Baseball teams haven’t escaped the fallout. Teams including the Washington Nationals and Boston Red Sox have cut or frozen ticket prices this season. Oakland Athletics owner Lew Wolff said last month that ticket sales were down 10 percent.

Third Place

The Indians, who finished 81-81, third in the American League Central Division last season, charged an average $25.72 a ticket, according to Team Marketing Report, with attendance of 2.2 million for their 81 home games.

“We always had this premise that all games are not created equal,” said Vic Gregovits, the Indians’ senior vice president of sales and marketing. “But we were charging fans like they were.”

Gennaro, author of “Diamond Dollar$: The Economics of Winning in Baseball,” analyzed three years of Indians sales data. He correlated factors like attendance, no-shows and walk-up sales with weather, promotions, the team’s record and the school calendar to determine what isolated events contributed to purchases.

Royals, Red Sox?

He then asked more than 200 people in focus groups to rate their preferences. Would they rather watch the Indians play the Kansas City Royals during the warm days of July or the Boston Red Sox on cold, windy day in April? Would a bobblehead-doll promotion matter?

Lastly, the team researched the secondary ticket market to see which games drew more than face value.

“This gave us a mosaic of how fans placed a premium on certain games, and along with our regression analysis, really allowed us to start honing in on what our fans were thinking,” Gennaro said.

The Indians’ research revealed that when children are on summer break, attendance increases 1,200; if rain is in the forecast, it falls 2,200; a bobblehead-doll giveaway brings in 4,700 people; and any promotion involving centerfielder Grady Sizemore, an All-Star three of his five seasons, increases attendance by 6,600.

Adapted to Schedule

Once the research was complete, the team adapted it to the 2009 schedule.
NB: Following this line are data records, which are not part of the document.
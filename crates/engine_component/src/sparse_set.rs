//! Sparse-set of entity identifiers.
//!
//! Used both as a world's alive-entity index and as the match set of every
//! compiled query.
//!
//! - `sparse[entity]` → position in `dense` (or [`ABSENT`] if not a member)
//! - `dense`          → packed member list, iterated directly

use crate::entity::Entity;

/// Sentinel stored in the sparse array for non-members.
const ABSENT: u32 = u32::MAX;

/// A set of [`Entity`] ids with O(1) insert, remove and membership test, and
/// dense iteration in a stable order between mutations.
#[derive(Debug, Clone, Default)]
pub struct SparseSet {
    sparse: Vec<u32>,
    dense: Vec<Entity>,
}

impl SparseSet {
    /// Create an empty set.
    #[must_use]
    pub fn new() -> Self {
        Self {
            sparse: Vec::new(),
            dense: Vec::new(),
        }
    }

    /// Returns `true` if `entity` is a member.
    #[must_use]
    pub fn contains(&self, entity: Entity) -> bool {
        self.sparse
            .get(entity.index())
            .is_some_and(|&pos| pos != ABSENT)
    }

    /// Adds `entity`. Returns `false` if it was already a member.
    pub fn insert(&mut self, entity: Entity) -> bool {
        let idx = entity.index();
        if idx >= self.sparse.len() {
            self.sparse.resize(idx + 1, ABSENT);
        }
        if self.sparse[idx] != ABSENT {
            return false;
        }
        self.sparse[idx] = self.dense.len() as u32;
        self.dense.push(entity);
        true
    }

    /// Removes `entity` with a swap-remove. Returns `false` if it was not a
    /// member.
    pub fn remove(&mut self, entity: Entity) -> bool {
        let Some(&pos) = self.sparse.get(entity.index()) else {
            return false;
        };
        if pos == ABSENT {
            return false;
        }

        self.dense.swap_remove(pos as usize);
        // The former last element now sits at `pos`.
        if let Some(&moved) = self.dense.get(pos as usize) {
            self.sparse[moved.index()] = pos;
        }
        self.sparse[entity.index()] = ABSENT;
        true
    }

    /// Number of members.
    #[must_use]
    pub fn len(&self) -> usize {
        self.dense.len()
    }

    /// Returns `true` if the set has no members.
    #[must_use]
    pub fn is_empty(&self) -> bool {
        self.dense.is_empty()
    }

    /// Members in dense order.
    #[must_use]
    pub fn as_slice(&self) -> &[Entity] {
        &self.dense
    }

    /// Iterates members in dense order.
    pub fn iter(&self) -> impl Iterator<Item = Entity> + '_ {
        self.dense.iter().copied()
    }
}

#[cfg(test)]
mod tests {
    use super::*;

    #[test]
    fn test_insert_and_contains() {
        let mut set = SparseSet::new();
        assert!(set.insert(Entity(5)));
        assert!(set.contains(Entity(5)));
        assert!(!set.contains(Entity(4)));
        assert!(!set.contains(Entity(1000)));
        assert_eq!(set.len(), 1);
    }

    #[test]
    fn test_insert_is_idempotent() {
        let mut set = SparseSet::new();
        assert!(set.insert(Entity(1)));
        assert!(!set.insert(Entity(1)));
        assert_eq!(set.as_slice(), &[Entity(1)]);
    }

    #[test]
    fn test_remove_is_idempotent() {
        let mut set = SparseSet::new();
        set.insert(Entity(3));
        assert!(set.remove(Entity(3)));
        assert!(!set.remove(Entity(3)));
        assert!(!set.remove(Entity(99)));
        assert!(set.is_empty());
    }

    #[test]
    fn test_swap_remove_keeps_index_consistent() {
        let mut set = SparseSet::new();
        for id in 0..5 {
            set.insert(Entity(id));
        }

        // Removing from the middle moves the last member into the hole.
        assert!(set.remove(Entity(1)));
        assert_eq!(set.as_slice(), &[Entity(0), Entity(4), Entity(2), Entity(3)]);

        for id in [0, 2, 3, 4] {
            assert!(set.contains(Entity(id)));
        }
        assert!(!set.contains(Entity(1)));

        // The moved member can still be removed correctly.
        assert!(set.remove(Entity(4)));
        assert_eq!(set.as_slice(), &[Entity(0), Entity(3), Entity(2)]);
    }

    #[test]
    fn test_remove_last_member() {
        let mut set = SparseSet::new();
        set.insert(Entity(0));
        set.insert(Entity(1));
        assert!(set.remove(Entity(1)));
        assert_eq!(set.as_slice(), &[Entity(0)]);
        assert!(set.contains(Entity(0)));
    }

    #[test]
    fn test_iter_matches_slice() {
        let mut set = SparseSet::new();
        set.insert(Entity(9));
        set.insert(Entity(2));
        let collected: Vec<Entity> = set.iter().collect();
        assert_eq!(collected, set.as_slice());
    }
}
“The Indians are at the forefront of what many teams are trying to do with variable pricing,” said Michael Arya, 47, co- founder of Pasadena, California-based TixTrack Inc., a company that analyzes the secondary ticket market and consults with professional teams. “It’s about more than just charging more when the Yankees come to town. They are trying to make educated decisions, based less on guesswork and more on analysis.”

The San Francisco Giants announced a plan in December that allows them to adjust prices up to the morning of the game, enabling the club to keep pace with the secondary market.

The Indians came up with a four-tiered ticket plan that lowered prices to fill empty seats and increased prices when demand was high.

Promotions, like giveaways and fireworks, and season-ticket campaigns were then designed to increase what fans in each of the pricing plans were demanding most.

The biggest discounts are during weekday games in April and May, when the weather can get cold and rainy, children are in school and other sports are still in season. Ticket prices for seats in the park’s lower bowl were cut by as much as 50 percent.

Cheaper in April

Tickets at the field box level (about seven rows behind the dugout) are $25 for weekday games in April and May; $50 for weekend games in those months; $60 for weekday games after Memorial Day and $70 for summer weekends.

“The economy is making us look for ways to show fans value,” Gregovits said.

Gennaro said that while baseball people have been using statistics to judge players for years, it hasn’t been used as much by sales and marketing departments.

“The industry moves on inertia, repeating what it did last year without a lot of fresh thought or quantitative analysis to understand the value of the promotion,” Gennaro said. “There is a whole world out there ready to be tapped into.”